//! Photo Organizer - sort pictures and media into a dated directory tree
//!
//! Copies every accepted file from the input directories into
//! `<output>/<year>/<month>.<month name>/<subfolder>`, skipping exact
//! duplicates and renaming clashes.

use anyhow::Result;
use chrono::Local;
use clap::Parser;
use photo_organizer::{Cli, Config, Organizer, OrganizerEvent, RunSummary};
use std::path::{Component, Path, PathBuf};
use tracing::{Level, error, info, warn};
use tracing_appender::non_blocking::WorkerGuard;
use tracing_subscriber::{EnvFilter, fmt, prelude::*};

// CLI Output Module
mod cli_output {
    //! Console styling for progress and the completion summary.

    use crossterm::{
        ExecutableCommand,
        cursor::MoveToColumn,
        style::{Color, Print, Stylize, style},
        terminal::{Clear, ClearType},
    };
    use std::io::stdout;

    /// CLI theme colours
    pub struct CliTheme;

    impl CliTheme {
        pub const SUCCESS: Color = Color::Green;
        pub const WARNING: Color = Color::Yellow;
        pub const ERROR: Color = Color::Red;
        pub const HINT: Color = Color::DarkGrey;
        pub const ACCENT: Color = Color::Cyan;
    }

    pub fn print_separator() {
        let _ = stdout().execute(Print(format!("{}\n", "─".repeat(60))));
    }

    /// Spaces that centre `title` in a 60-column banner
    pub fn title_padding(title: &str) -> usize {
        let width: usize = 60;
        (width.saturating_sub(title.len()) / 2).saturating_sub(1)
    }

    pub fn print_title(title: &str) {
        let left_pad = " ".repeat(title_padding(title));

        let _ = stdout().execute(Print(format!(
            "{}{} {}{}\n",
            left_pad,
            "╔".bold(),
            title.bold(),
            "╗".bold(),
        )));
        let _ = stdout().execute(Print("\n"));
    }

    /// Redraw the single progress line in place
    pub fn print_progress(percent: f64, label: &str) {
        let mut out = stdout();
        let _ = out.execute(MoveToColumn(0));
        let _ = out.execute(Clear(ClearType::CurrentLine));
        let _ = out.execute(Print(style(format!("{:>5.1}%", percent)).with(CliTheme::ACCENT).bold()));
        let _ = out.execute(Print(format!("  ({})", label)));
    }

    pub fn print_error(msg: &str) {
        let _ = stdout().execute(Print(style("✗ ").with(CliTheme::ERROR).bold()));
        let _ = stdout().execute(Print(format!("{}\n", msg)));
    }

    pub fn print_key_value(key: &str, value: &str, value_color: Option<Color>) {
        let key_styled = style(key).with(CliTheme::HINT);
        let value_styled = match value_color {
            Some(color) => style(value).with(color),
            None => style(value).bold(),
        };
        let _ = stdout().execute(Print("  "));
        let _ = stdout().execute(Print(key_styled));
        let _ = stdout().execute(Print(": "));
        let _ = stdout().execute(Print(value_styled));
        let _ = stdout().execute(Print("\n"));
    }

    pub fn print_stat(key: &str, value: &str, color: Color) {
        let key_styled = style(key).with(CliTheme::HINT);
        let value_styled = style(value).with(color).bold();
        let _ = stdout().execute(Print("  "));
        let _ = stdout().execute(Print(key_styled));
        let _ = stdout().execute(Print(": "));
        let _ = stdout().execute(Print(value_styled));
        let _ = stdout().execute(Print("\n"));
    }

    pub fn print_log_path(path: &str) {
        let _ = stdout().execute(Print("\n"));
        let _ = stdout().execute(Print(style("  Log file: ").with(CliTheme::HINT)));
        let _ = stdout().execute(Print(format!("{}\n", path)));
    }

    pub fn print_blank() {
        let _ = stdout().execute(Print("\n"));
    }
}

fn main() -> Result<()> {
    let cli = Cli::parse();

    if cli.print_sample_config {
        print!("{}", Config::sample_config());
        return Ok(());
    }

    // Config and Log directories live next to the executable
    let exe_dir = get_executable_dir()?;
    let log_path = get_log_path(&exe_dir, &cli);

    // The config decides the log level, so it is read before logging starts
    let config = load_config(&cli, &exe_dir)?;
    let _guard = setup_logging(log_level(&cli, &config), cli.json_log, &log_path)?;

    info!(version = env!("CARGO_PKG_VERSION"), "Photo Organizer starting");
    if let Some(ref config_path) = cli.config {
        let resolved_path = resolve_config_path(&exe_dir, config_path);
        info!(config_file = %resolved_path.display(), "Configuration read from file");
    }
    if config.verbose {
        info!(?config, "Configuration loaded");
    }
    info!(log_file = %log_path.display(), "Log file location");

    validate_config(&config)?;

    let report_file = config.report_file.clone();
    let handle = Organizer::new(config).spawn();

    // The worker owns the run; this thread only renders progress
    for event in handle.events() {
        match event {
            OrganizerEvent::Started { total } => {
                info!(total, "Organizing files");
            }
            OrganizerEvent::File { progress, .. } => {
                cli_output::print_progress(progress.percent(), &progress.label());
            }
            OrganizerEvent::Finished(_) => {
                cli_output::print_blank();
            }
        }
    }

    let summary = match handle.join() {
        Ok(summary) => summary,
        Err(e) => {
            error!(error = %e, "Processing failed");
            // Returning keeps `_guard` alive until the log is flushed
            return Err(anyhow::anyhow!("Processing failed: {}", e));
        }
    };

    print_summary(&summary);

    if let Some(path) = report_file {
        match summary.write_report(&path) {
            Ok(()) => info!(report = %path.display(), "Run report written"),
            Err(e) => warn!(report = %path.display(), error = %e, "Failed to write run report"),
        }
    }

    cli_output::print_separator();
    cli_output::print_log_path(&log_path.display().to_string());
    info!(log_file = %log_path.display(), "Processing complete. Log saved to");

    Ok(())
}

fn print_summary(summary: &RunSummary) {
    use cli_output::*;

    print_separator();
    print_title("Organizing complete");
    print_separator();

    print_blank();
    print_stat("Copied", &summary.copied.to_string(), CliTheme::SUCCESS);
    print_stat("Duplicates", &summary.duplicates.to_string(), CliTheme::ACCENT);
    print_stat(
        "Unsupported",
        &summary.skipped_extension.to_string(),
        CliTheme::WARNING,
    );
    print_stat("Hidden", &summary.skipped_hidden.to_string(), CliTheme::WARNING);
    print_stat(
        "Missing folders",
        &summary.missing_directories.to_string(),
        CliTheme::WARNING,
    );
    print_stat("Invalid names", &summary.invalid_names.to_string(), CliTheme::ERROR);
    print_stat("Errors", &summary.errors.to_string(), CliTheme::ERROR);
    print_blank();

    if !summary.failures.is_empty() {
        print_separator();
        print_error(&format!("{} files could not be copied", summary.failures.len()));
        print_blank();
        for failure in &summary.failures {
            let reason = failure.reason.as_deref().unwrap_or(failure.outcome.as_str());
            print_key_value(
                &failure.source.display().to_string(),
                reason,
                Some(CliTheme::ERROR),
            );
        }
    }
}

/// Get the directory where the executable is located
fn get_executable_dir() -> Result<PathBuf> {
    let exe_path = std::env::current_exe()?;
    Ok(exe_path
        .parent()
        .map(|p| p.to_path_buf())
        .unwrap_or_else(|| PathBuf::from(".")))
}

/// Determine the log file path based on config file or timestamp
fn get_log_path(exe_dir: &Path, cli: &Cli) -> PathBuf {
    let log_dir = exe_dir.join("Log");
    let timestamp = Local::now().format("%Y%m%d_%H%M%S");

    if let Some(config_name) = cli.config_name() {
        let config_log_dir = log_dir.join(&config_name);
        let log_filename = format!("{}_{}.log", config_name, timestamp);
        config_log_dir.join(log_filename)
    } else {
        let log_filename = format!("CLIRun_{}.log", timestamp);
        log_dir.join(log_filename)
    }
}

/// Resolve config path - supports shorthand syntax
///
/// `family` finds `family.toml` in the working directory or in
/// `<exe dir>/Config/`.
fn resolve_config_path(exe_dir: &Path, config_path: &Path) -> PathBuf {
    if config_path.exists() {
        return config_path.to_path_buf();
    }

    let with_extension = if config_path.extension().is_none() {
        config_path.with_extension("toml")
    } else {
        config_path.to_path_buf()
    };

    if with_extension.exists() {
        return with_extension;
    }

    let config_dir = exe_dir.join("Config");
    let filename = config_path.file_name().unwrap_or(config_path.as_os_str());

    let mut in_config_dir = config_dir.join(filename);
    if in_config_dir.extension().is_none() {
        in_config_dir = in_config_dir.with_extension("toml");
    }

    if in_config_dir.exists() {
        return in_config_dir;
    }

    config_path.to_path_buf()
}

/// Load configuration from file or CLI arguments
fn load_config(cli: &Cli, exe_dir: &Path) -> Result<Config> {
    let config = if let Some(ref config_path) = cli.config {
        let resolved_path = resolve_config_path(exe_dir, config_path);
        let file_config = Config::load_from_file(&resolved_path)?;
        cli.merge_with_config(file_config)
    } else {
        cli.to_config()
    };

    if config.input_dirs.is_empty() {
        anyhow::bail!("No input directories given. Use --input or set input_dirs in the config file");
    }

    Ok(config)
}

/// `--verbose` on the command line or `verbose = true` in the config file
fn log_level(cli: &Cli, config: &Config) -> Level {
    if cli.verbose || config.verbose {
        Level::DEBUG
    } else {
        Level::INFO
    }
}

/// Setup logging (file + console)
fn setup_logging(level: Level, json_log: bool, log_path: &Path) -> Result<WorkerGuard> {
    let env_filter = EnvFilter::builder()
        .with_default_directive(level.into())
        .from_env_lossy();

    if let Some(parent) = log_path.parent() {
        std::fs::create_dir_all(parent)?;
    }

    let file = std::fs::OpenOptions::new()
        .create(true)
        .write(true)
        .truncate(true)
        .open(log_path)?;

    let (non_blocking, guard) = tracing_appender::non_blocking(file);

    let subscriber = tracing_subscriber::registry().with(env_filter);

    if json_log {
        subscriber
            .with(
                fmt::layer()
                    .json()
                    .with_ansi(false)
                    .with_writer(non_blocking),
            )
            .with(fmt::layer().with_writer(std::io::stderr))
            .init();
    } else {
        subscriber
            .with(fmt::layer().with_ansi(false).with_writer(non_blocking))
            .with(fmt::layer().with_writer(std::io::stderr))
            .init();
    }

    Ok(guard)
}

/// Validate configuration before processing
fn validate_config(config: &Config) -> Result<()> {
    for input_dir in &config.input_dirs {
        if !input_dir.exists() {
            warn!(?input_dir, "Input directory does not exist, it will be skipped");
        }
    }

    // An output tree inside an input root would be walked again by the same run
    let output_dir = resolve_path(&config.output_dir);
    for input_dir in &config.input_dirs {
        if output_dir.starts_with(resolve_path(input_dir)) {
            anyhow::bail!(
                "Output directory {} is inside input directory {}",
                config.output_dir.display(),
                input_dir.display()
            );
        }
    }

    Ok(())
}

/// Absolute form of `path` with symlinks and `..` resolved.
///
/// The output directory usually does not exist yet, so the nearest existing
/// ancestor is canonicalized and the missing tail joined back on.
fn resolve_path(path: &Path) -> PathBuf {
    let absolute = if path.is_absolute() {
        path.to_path_buf()
    } else {
        match std::env::current_dir() {
            Ok(cwd) => cwd.join(path),
            Err(_) => path.to_path_buf(),
        }
    };

    let mut tail = Vec::new();
    let mut current = absolute.as_path();
    loop {
        if let Ok(mut resolved) = current.canonicalize() {
            for component in tail.iter().rev() {
                match component {
                    Component::ParentDir => {
                        resolved.pop();
                    }
                    Component::Normal(name) => resolved.push(name),
                    _ => {}
                }
            }
            return resolved;
        }

        let (Some(parent), Some(last)) = (current.parent(), current.components().next_back())
        else {
            return absolute;
        };
        tail.push(last);
        current = parent;
    }
}

#[cfg(test)]
mod tests {
    use super::*;
    use std::fs;
    use tempfile::tempdir;

    fn config_with(input: PathBuf, output: PathBuf) -> Config {
        Config {
            input_dirs: vec![input],
            output_dir: output,
            ..Config::default()
        }
    }

    #[test]
    fn test_title_padding_centres_short_titles() {
        assert_eq!(cli_output::title_padding("Organizing complete"), 19);
        assert_eq!(cli_output::title_padding(&"x".repeat(80)), 0);
    }

    #[test]
    fn test_config_verbose_raises_log_level() {
        let cli = Cli::parse_from(["photo-organizer"]);
        let mut config = Config::default();
        assert_eq!(log_level(&cli, &config), Level::INFO);

        config.verbose = true;
        assert_eq!(log_level(&cli, &config), Level::DEBUG);

        let cli = Cli::parse_from(["photo-organizer", "-v"]);
        assert_eq!(log_level(&cli, &Config::default()), Level::DEBUG);
    }

    #[test]
    fn test_sibling_output_is_accepted() {
        let dir = tempdir().unwrap();
        let input = dir.path().join("in");
        fs::create_dir(&input).unwrap();

        let config = config_with(input, dir.path().join("sorted"));
        assert!(validate_config(&config).is_ok());
    }

    #[test]
    fn test_output_inside_input_via_parent_dir_is_rejected() {
        let dir = tempdir().unwrap();
        let input = dir.path().join("in");
        fs::create_dir_all(input.join("album")).unwrap();

        // in/album/../sorted does not exist yet but still lands inside `in`
        let output = input.join("album").join("..").join("sorted");
        assert!(validate_config(&config_with(input.clone(), output)).is_err());

        let output = dir.path().join("missing").join("..").join("in").join("sorted");
        assert!(validate_config(&config_with(input, output)).is_err());
    }

    #[cfg(unix)]
    #[test]
    fn test_output_inside_input_via_symlink_is_rejected() {
        let dir = tempdir().unwrap();
        let input = dir.path().join("in");
        fs::create_dir(&input).unwrap();
        let link = dir.path().join("link");
        std::os::unix::fs::symlink(&input, &link).unwrap();

        let config = config_with(input, link.join("sorted"));
        assert!(validate_config(&config).is_err());
    }

    #[test]
    fn test_resolve_path_keeps_missing_tail() {
        let dir = tempdir().unwrap();
        let base = dir.path().canonicalize().unwrap();
        let resolved = resolve_path(&dir.path().join("a").join("b"));
        assert_eq!(resolved, base.join("a").join("b"));
    }
}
.....
Your goal
If a line in the entries contains the word "Clear", copy that line out.

Answer for the task
        terminal::{Clear, ClearType},
        let _ = out.execute(Clear(ClearType::CurrentLine));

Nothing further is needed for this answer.